If you’ve ever wondered about the genesis of today’s uber-popular bay boat segment, you need not look any further than Pathfinder Boats. It was around 30 years ago when Maverick Boat Group founder Scott Deal conceived the first Pathfinder on the back of an envelope. The resulting 21-foot bay boat combined the skinny-water capabilities of a technical poling skiff with the open-water capabilities of a center console.
Today, the Fort Pierce, Florida, builder has nine boats in its range, including a new model that is almost an entirely new species unto itself—the Pathfinder 2700 Open. A fishing machine that incorporates the best aspects of bay boat and center console designs, it’s for anglers who fish a wide variety of water—skinny, coastal and offshore on good weather days.

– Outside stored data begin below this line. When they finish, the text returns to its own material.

//! Terminal preview with 24-bit colour half blocks.
//!
//! Each character cell stands for two scanlines: the upper pixel is the
//! foreground of `▀` and the lower pixel its background, so the whole screen
//! fits in 256 columns by 96 lines.

use std::fmt::{self, Write as _};
use std::str::FromStr;

use sinclair_screen::{Attr, MemoryScreen, PALETTE, SCREEN_HEIGHT, SCREEN_WIDTH};

use crate::VerifyError;

const UPPER_HALF: char = '\u{2580}';
const RESET: &str = "\x1b[0m";

/// What the preview shows.
#[derive(Debug, Clone, Copy, PartialEq, Eq)]
pub enum Preview {
    /// Bitmap coloured by its cell's ink and paper.
    Pixels,
    /// Attributes only: left half of each cell ink, right half paper.
    Attrs,
}

impl Preview {
    pub const ALL: [Preview; 2] = [Preview::Pixels, Preview::Attrs];

    #[must_use]
    pub fn name(self) -> &'static str {
        match self {
            Self::Pixels => "pixels",
            Self::Attrs => "attrs",
        }
    }
}

impl fmt::Display for Preview {
    fn fmt(&self, f: &mut fmt::Formatter<'_>) -> fmt::Result {
        f.write_str(self.name())
    }
}

impl FromStr for Preview {
    type Err = VerifyError;

    fn from_str(s: &str) -> Result<Self, Self::Err> {
        Self::ALL
            .into_iter()
            .find(|p| p.name().eq_ignore_ascii_case(s))
            .ok_or_else(|| {
                VerifyError::Usage(format!(
                    "unknown preview: {s} (expected pixels or attrs)"
                ))
            })
    }
}

/// Colour of one pixel. FLASH is ignored so the preview is stable.
fn colour(screen: &MemoryScreen, mode: Preview, x: u32, y: u32) -> [u8; 3] {
    let attr = Attr(screen.attr((x / 8) as usize, (y / 8) as usize));
    let (ink, paper) = attr.colours(false);
    let on = match mode {
        Preview::Pixels => screen.get_pixel(x as i32, y as i32) != 0,
        Preview::Attrs => x % 8 < 4,
    };
    PALETTE[if on { ink } else { paper }]
}

/// Render the screen as 96 lines of ANSI text. Colour escapes are only
/// emitted when the pair changes, and every line ends with a reset.
#[must_use]
pub fn ansi_preview(screen: &MemoryScreen, mode: Preview) -> String {
    let mut out = String::new();
    for y in (0..SCREEN_HEIGHT).step_by(2) {
        let mut prev = None;
        for x in 0..SCREEN_WIDTH {
            let pair = (colour(screen, mode, x, y), colour(screen, mode, x, y + 1));
            if prev != Some(pair) {
                let ([fr, fg, fb], [br, bg, bb]) = pair;
                // Writing to a String cannot fail.
                let _ = write!(out, "\x1b[38;2;{fr};{fg};{fb}m\x1b[48;2;{br};{bg};{bb}m");
                prev = Some(pair);
            }
            out.push(UPPER_HALF);
        }
        out.push_str(RESET);
        out.push('\n');
    }
    out
}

The 2700 Open’s twin-stepped, resin- infused hull was designed from the get-go for a single Yamaha 425-hp XF425 4-stroke outboard. A 300-hp Yamaha F300 4-stroke is an option. Mounted on a jack plate, the XF425 is good for a top end of around 52 knots, according to Yamaha. Most owners will cruise the 2700 Open at about 3500 rpm, which provides an economical cruise at 27 knots burning 10.8 gph. The boat comes with a 90-gallon fuel tank. An additional 37-gallon tank can be ordered to extend range.
Forward, in the bow, is the bay boat end of things. Most notably, the area features a casting platform that stretches from gunwale to gunwale. Underneath the caster’s feet are an anchor locker and a substantial gear stowage area. The step leading up to the casting deck houses an insulated cooler for drinks and snacks. A pre-installed backing plate can be fitted with an optional 36-volt trolling motor.
The deep, secure-feeling aft cockpit is where the 2700 Open shows off its center console genetics. The area is large enough to work a trolling spread or fly a couple of kites, and it has an optional 42-gallon livewell abaft a Llebroc helm bench and a 22-gallon transom livewell, both with side windows—a live-bait angler’s dream. Under-gunwale rod stowage can accommodate 9-foot fly rods, and a five-rod rocket launcher can be added to the back of the helm seat. Flush-mount rodholders are in the cockpit, and six rods can be stowed in a rocket launcher on the optional hardtop.
The slender console is spacious enough for control switches, a VHF radio and 16-inch Garmin MFD. A destroyer-style, stainless-steel wheel has an integrated, turn-signal-style jack plate control. Breaker panels are situated under the console, where there’s room for an optional porta-potti.
Pathfinder did its homework when designing the 2700 Open. This new hybrid has a near-perfect blend of the best of both bay boat and center console features. You’ll just need to figure out which species to hunt.